## Exercise directions
Lines from the records below that contain the word "MemoryNetwork" are to be copied out.

Records supplied Start Marker

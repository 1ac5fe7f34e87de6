//! Draining session events.

use std::collections::vec_deque::Drain;
use std::iter::FusedIterator;

use crate::GameEvent;

/// Takes the queued [`GameEvent`]s out of a session, oldest first.
///
/// Returned by [`GameSession::events`](crate::GameSession::events). Events left unread when
/// the drain is dropped are discarded with it.
///
/// ```
/// # use princess_of_fire::{GameEvent, MemoryAddr, MemoryNetwork, SessionBuilder};
/// # let network = MemoryNetwork::new();
/// # let mut session = SessionBuilder::<MemoryAddr>::new()
/// #     .start_host_session(network.socket(1))?;
/// let outcomes: Vec<_> = session
///     .events()
///     .filter_map(|event| match event {
///         GameEvent::GameOver(outcome) => Some(outcome),
///         _ => None,
///     })
///     .collect();
/// assert!(outcomes.is_empty());
/// # Ok::<(), princess_of_fire::GameError>(())
/// ```
#[must_use = "iterators are lazy and do nothing unless consumed"]
pub struct EventDrain<'a> {
    inner: Drain<'a, GameEvent>,
}

impl<'a> EventDrain<'a> {
    pub(crate) fn from_drain(drain: Drain<'a, GameEvent>) -> Self {
        Self { inner: drain }
    }
}

impl Iterator for EventDrain<'_> {
    type Item = GameEvent;

    fn next(&mut self) -> Option<Self::Item> {
        self.inner.next()
    }

    fn size_hint(&self) -> (usize, Option<usize>) {
        self.inner.size_hint()
    }
}

impl DoubleEndedIterator for EventDrain<'_> {
    fn next_back(&mut self) -> Option<Self::Item> {
        self.inner.next_back()
    }
}

impl ExactSizeIterator for EventDrain<'_> {
    fn len(&self) -> usize {
        self.inner.len()
    }
}

impl FusedIterator for EventDrain<'_> {}

impl std::fmt::Debug for EventDrain<'_> {
    fn fmt(&self, f: &mut std::fmt::Formatter<'_>) -> std::fmt::Result {
        write!(f, "EventDrain {{ remaining: {} }}", self.inner.len())
    }
}

#[cfg(test)]
#[allow(
    clippy::panic,
    clippy::unwrap_used,
    clippy::expect_used,
    clippy::indexing_slicing
)]
mod tests {
    use super::*;
    use crate::game::PlayerType;
    use std::collections::VecDeque;

    fn queue() -> VecDeque<GameEvent> {
        VecDeque::from(vec![
            GameEvent::Connected,
            GameEvent::OpponentSelected(PlayerType::Dragon),
            GameEvent::AccelerationChanged(1),
        ])
    }

    #[test]
    fn drain_yields_all_events_in_order() {
        let mut queue = queue();
        let events: Vec<_> = EventDrain::from_drain(queue.drain(..)).collect();
        assert_eq!(
            events,
            vec![
                GameEvent::Connected,
                GameEvent::OpponentSelected(PlayerType::Dragon),
                GameEvent::AccelerationChanged(1),
            ]
        );
        assert!(queue.is_empty());
    }

    #[test]
    fn double_ended_iteration() {
        let mut queue = queue();
        let mut drain = EventDrain::from_drain(queue.drain(..));
        assert_eq!(drain.next_back(), Some(GameEvent::AccelerationChanged(1)));
        assert_eq!(drain.next(), Some(GameEvent::Connected));
        assert_eq!(drain.len(), 1);
        assert!(drain.next().is_some());
        assert!(drain.next().is_none());
        assert!(drain.next().is_none());
    }

    #[test]
    fn debug_format_shows_remaining_count() {
        let mut queue = queue();
        let drain = EventDrain::from_drain(queue.drain(..));
        assert_eq!(format!("{drain:?}"), "EventDrain { remaining: 3 }");
    }
}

Records supplied End Marker

## Exercise output
/// # use princess_of_fire::{GameEvent, MemoryAddr, MemoryNetwork, SessionBuilder};
/// # let network = MemoryNetwork::new();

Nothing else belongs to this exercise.